My 1st attempt failed due to part of the base lifting from the build plate part way through. The base was very thin & I felt that this was due to me carrying over the fine tune settings on the platform height onto a different resin tray. With the previous clear resin tank I had this set at 0.7mm lower.

For my second attempt I set the Platform fine tuning height to 0.5mm and increase the base thickness by 0.5mm. This worked and I got a completed print.

Constants for both prints

  • Ambient room temperature 18c – 20c
  • Resin : v1 grey, filtered before both prints
  • Layer height : 0.5mm
  • PreForm : printed from exactly the same file

First Attempt

Base of the print ( the first bit of the part printed, way before the failure)

Porosity affecting the forward (good) face of the print

Poor surface quality on the rearward face of the print. This is the face that is perpendicular to my “laser flare”

Second Attempt

Porosity affecting the left facing surface

Porosity affecting the bottom left hand face.

Poor surface quality on the rearward face of the print. This is the face that is perpendicular to my “laser flare”

Good surface quality on the forward facing surface, the surface opposite my “laser flare”

Very poor base. The first couple of layers were firmly attached to the build plate. Next layers look like they were part cured. The top layers of the base were fine.

Is this a symptom of laser flare or simply a case of needing to lower the build tray a bit more???

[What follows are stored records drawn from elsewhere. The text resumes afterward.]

use std::sync::Arc;

use axum::{
    Json,
    extract::{
        Path, State,
        rejection::{JsonRejection, PathRejection},
    },
    http::StatusCode,
};
use serde_json::{Map, Value};

use crate::{
    AppState,
    error::{AppError, AppResult},
    models::{Movie, MovieDraft, MovieId},
};

type JsonBody = Result<Json<Map<String, Value>>, JsonRejection>;
type IdPath = Result<Path<String>, PathRejection>;

pub async fn list(State(state): State<Arc<AppState>>) -> AppResult<Json<Vec<Movie>>> {
    let movies = state.movies.find_all().await?;
    Ok(Json(movies))
}

pub async fn create(
    State(state): State<Arc<AppState>>,
    body: JsonBody,
) -> AppResult<(StatusCode, Json<Movie>)> {
    let Json(body) = body?;
    let movie = state.movies.insert(MovieDraft::from_json(&body)).await?;
    tracing::debug!(id = %movie.id, title = %movie.title, "movie created");
    Ok((StatusCode::CREATED, Json(movie)))
}

pub async fn detail(
    State(state): State<Arc<AppState>>,
    id: IdPath,
) -> AppResult<Json<Movie>> {
    let id = parse_id(id)?;
    let movie = state.movies.find_by_id(&id).await?.ok_or(AppError::NotFound)?;
    Ok(Json(movie))
}

/// Partial update: keys missing from the body keep their stored value.
pub async fn update(
    State(state): State<Arc<AppState>>,
    id: IdPath,
    body: JsonBody,
) -> AppResult<Json<Movie>> {
    let id = parse_id(id)?;
    let Json(body) = body?;
    let movie = state
        .movies
        .update_by_id(&id, MovieDraft::from_json(&body))
        .await?
        .ok_or(AppError::NotFound)?;
    tracing::debug!(%id, "movie updated");
    Ok(Json(movie))
}

pub async fn remove(
    State(state): State<Arc<AppState>>,
    id: IdPath,
) -> AppResult<StatusCode> {
    let id = parse_id(id)?;
    if !state.movies.delete_by_id(&id).await? {
        return Err(AppError::NotFound);
    }
    tracing::debug!(%id, "movie deleted");
    Ok(StatusCode::NO_CONTENT)
}

// Malformed ids, including ones that do not decode as UTF-8, are reported
// exactly like unknown ones.
fn parse_id(id: IdPath) -> AppResult<MovieId> {
    let Ok(Path(raw)) = id else {
        return Err(AppError::NotFound);
    };
    MovieId::parse(&raw).ok_or(AppError::NotFound)
}
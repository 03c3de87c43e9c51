use std::net::SocketAddr;

use anyhow::Context;

#[derive(Clone, Debug)]
pub struct Config {
    pub addr: SocketAddr,
    pub database_url: String,
    pub env: String,
}

impl Config {
    pub fn from_env() -> anyhow::Result<Self> {
        dotenvy::dotenv().ok();

        let host = std::env::var("HOST").unwrap_or_else(|_| "0.0.0.0".to_string());
        let port: u16 =
            std::env::var("PORT").unwrap_or_else(|_| "3000".to_string()).parse().context("PORT")?;

        let env = std::env::var("APP_ENV").unwrap_or_else(|_| "development".to_string());

        let mut database_url = std::env::var("DATABASE_URL")
            .unwrap_or_else(|_| "sqlite://moviesdb.db?mode=rwc".to_string());
        if env == "test" {
            database_url = test_database_url(&database_url);
        }

        Ok(Self {
            addr: format!("{host}:{port}").parse().context("HOST/PORT")?,
            database_url,
            env,
        })
    }

    pub fn is_test(&self) -> bool {
        self.env == "test"
    }
}

/// Appends `_test` to the database name, keeping any extension and query.
fn test_database_url(url: &str) -> String {
    if url.contains(":memory:") {
        return url.to_string();
    }
    let (base, query) = match url.split_once('?') {
        Some((base, query)) => (base, Some(query)),
        None => (url, None),
    };
    let name_start = base.rfind('/').map_or(0, |i| i + 1);
    let base = match base[name_start..].rfind('.') {
        Some(dot) => {
            let dot = name_start + dot;
            format!("{}_test{}", &base[..dot], &base[dot..])
        }
        None => format!("{base}_test"),
    };
    match query {
        Some(query) => format!("{base}?{query}"),
        None => base,
    }
}

#[cfg(test)]
mod tests {
    use super::test_database_url;

    #[test]
    fn test_suffix_goes_before_extension() {
        assert_eq!(
            test_database_url("sqlite://moviesdb.db?mode=rwc"),
            "sqlite://moviesdb_test.db?mode=rwc"
        );
        assert_eq!(test_database_url("sqlite://data/movies"), "sqlite://data/movies_test");
        assert_eq!(test_database_url("sqlite::memory:"), "sqlite::memory:");
    }
}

I suspect there is more porosity in the print that I cant see, but want to use this part so breaking it open is not an issue.

Try lowering the platform a little more. Here is a simple calibration print. Print it without supports @100um. Measure the thickness of the four squares, now adjust your platform height so the thickest one will be close to 2.0mm thick. Print it again to check that they are about the right thickness. Do this for each tray you use and mark each tray with the appropriate platform height so you can set it correctly whenever you change trays.

Thanks @RocusHalbasch.

Is there a way of adjusting the build plate or resin tram mount if I find that they aren’t parallel ?

I sanded and polished the 2nd grey mold test piece last night and as I suspected there is a lot more porosity in the in the part. A realty good indicator is trapped polish in the porous surface that shows up as white when dried. This is even more evident when you back light the part.

The faults aren’t as bad as what we saw with the clear resin. I would guess that this is due to the grey pigment blocking out some of the laser flare. I strained the resin afterward and there must have been a good 2 table spoons of part cured resin that I binned.

I’m not sure how changing the material setting in the software is going to correct this. I think this is a strange approach as this type of fault only affecting a few of us. That is unless the problem is a lot more wide spread then we realize. Hopefully the new software release will be out this week for us to try.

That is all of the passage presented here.